Serez à la table de ces noceurs qu’amarre
Le sybarite tancé du fielleux ablégat.
Ferai de vos sommeils plages empruntées
D’impudents somnambules, de vaticinateurs :
Ces trompeurs chresmologues, affabulateurs,
Dont jamais vous ne pourriez douter !
En pissant sur vos tombes, l’infecte nécrophage
Qui du corps fait ripaille, arrosera la nuit,
L’altier mausolée, plus profond qu’un puits,
Pour de l’uréique lie étendre le nappage.

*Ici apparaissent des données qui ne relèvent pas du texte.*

use debugger_mcp::{Config, SessionManager, ToolDispatcher};
use serde_json::json;
use std::sync::Arc;
use std::time::Duration;

async fn node_available() -> bool {
    tokio::process::Command::new("node")
        .arg("--version")
        .output()
        .await
        .is_ok()
}

async fn start_session(d: &ToolDispatcher, script: &std::path::Path) -> String {
    let result = d
        .call(
            "startSession",
            json!({ "command": "node", "args": [script.to_string_lossy()] }),
        )
        .await;
    assert_eq!(result["status"], "success", "startSession failed: {result:?}");
    result["sessionId"].as_str().unwrap().to_string()
}

#[tokio::test]
async fn two_sessions_keep_independent_breakpoint_lists() {
    if !node_available().await {
        return;
    }

    let dispatcher = ToolDispatcher::new(Arc::new(SessionManager::new(Config::default())));

    let dir = tempfile::tempdir().unwrap();
    let script = dir.path().join("app.js");
    std::fs::write(&script, "let x = 1;\nlet y = x + 2;\nconsole.log(y);\n").unwrap();

    let session_a = start_session(&dispatcher, &script).await;
    let session_b = start_session(&dispatcher, &script).await;
    assert_ne!(session_a, session_b);

    let set = dispatcher
        .call(
            "setBreakpoint",
            json!({ "sessionId": session_a, "file": script.to_string_lossy(), "line": 2 }),
        )
        .await;
    assert_eq!(set["status"], "success", "setBreakpoint failed: {set:?}");

    let list_a = dispatcher.call("listBreakpoints", json!({ "sessionId": session_a })).await;
    let list_b = dispatcher.call("listBreakpoints", json!({ "sessionId": session_b })).await;

    assert_eq!(list_a["breakpoints"].as_array().unwrap().len(), 1);
    assert_eq!(list_b["breakpoints"].as_array().unwrap().len(), 0);

    dispatcher.call("stopSession", json!({ "sessionId": session_a })).await;
    dispatcher.call("stopSession", json!({ "sessionId": session_b })).await;
}

#[tokio::test]
async fn toggling_a_breakpoint_twice_preserves_its_identity() {
    if !node_available().await {
        return;
    }

    let dispatcher = ToolDispatcher::new(Arc::new(SessionManager::new(Config::default())));

    let dir = tempfile::tempdir().unwrap();
    let script = dir.path().join("app.js");
    std::fs::write(&script, "let x = 1;\nlet y = x + 2;\nconsole.log(y);\n").unwrap();

    let session_id = start_session(&dispatcher, &script).await;

    let set = dispatcher
        .call(
            "setBreakpoint",
            json!({ "sessionId": session_id, "file": script.to_string_lossy(), "line": 2 }),
        )
        .await;
    let breakpoint_id = set["breakpoint"]["id"].as_str().unwrap().to_string();
    assert!(set["breakpoint"]["enabled"].as_bool().unwrap());

    let disabled = dispatcher
        .call("toggleBreakpoint", json!({ "sessionId": session_id, "breakpointId": breakpoint_id }))
        .await;
    assert_eq!(disabled["status"], "success");
    assert_eq!(disabled["breakpoint"]["id"], breakpoint_id);
    assert!(!disabled["breakpoint"]["enabled"].as_bool().unwrap());

    let reenabled = dispatcher
        .call("toggleBreakpoint", json!({ "sessionId": session_id, "breakpointId": breakpoint_id }))
        .await;
    assert_eq!(reenabled["breakpoint"]["id"], breakpoint_id);
    assert!(reenabled["breakpoint"]["enabled"].as_bool().unwrap());

    dispatcher.call("stopSession", json!({ "sessionId": session_id })).await;
}

#[tokio::test]
async fn a_breakpoint_hit_pauses_the_session_so_locals_can_be_evaluated() {
    if !node_available().await {
        return;
    }

    let dispatcher = ToolDispatcher::new(Arc::new(SessionManager::new(Config::default())));

    let dir = tempfile::tempdir().unwrap();
    let script = dir.path().join("app.js");
    std::fs::write(&script, "let x = 40;\nlet y = x + 2;\nconsole.log(y);\n").unwrap();

    let session_id = start_session(&dispatcher, &script).await;

    let set = dispatcher
        .call(
            "setBreakpoint",
            json!({ "sessionId": session_id, "file": script.to_string_lossy(), "line": 2 }),
        )
        .await;
    assert_eq!(set["status"], "success", "setBreakpoint failed: {set:?}");

    let resumed = dispatcher.call("resume", json!({ "sessionId": session_id })).await;
    assert_eq!(resumed["status"], "success", "resume failed: {resumed:?}");

    let mut stack = json!({});
    for _ in 0..40 {
        let attempt = dispatcher.call("getStack", json!({ "sessionId": session_id })).await;
        if attempt["status"] == "success" {
            let frames = attempt["callFrames"].as_array().cloned().unwrap_or_default();
            if !frames.is_empty() {
                stack = attempt;
                break;
            }
        }
        tokio::time::sleep(Duration::from_millis(50)).await;
    }

    let frames = stack["callFrames"].as_array().expect("session never reached a paused stack");
    assert!(!frames.is_empty());

    let eval = dispatcher
        .call("evaluate", json!({ "sessionId": session_id, "expression": "x" }))
        .await;
    assert_eq!(eval["status"], "success", "evaluate failed: {eval:?}");
    assert_eq!(eval["value"]["literal"], "40");

    dispatcher.call("stopSession", json!({ "sessionId": session_id })).await;
}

Vous vécûtes sans âme ; point n’aurez de La
Grâce
Nécessaire jouissance ! il n’est de l’arrogance,
Nulle échappatoire… sans drapé et sans ganse,
Enfouis sous linceul, ne restera plus traces
De vos rites tronqués… d’autres, à votre place,
Evoqueront _ peut-être(!) _ modulés d’indulgence,
La Céleste Bonté du Sauveur Eternel, quand l’offense
Fanera au tertre du péché… reviendra la confiance
Du sage repenti, aux heures qui trépassent.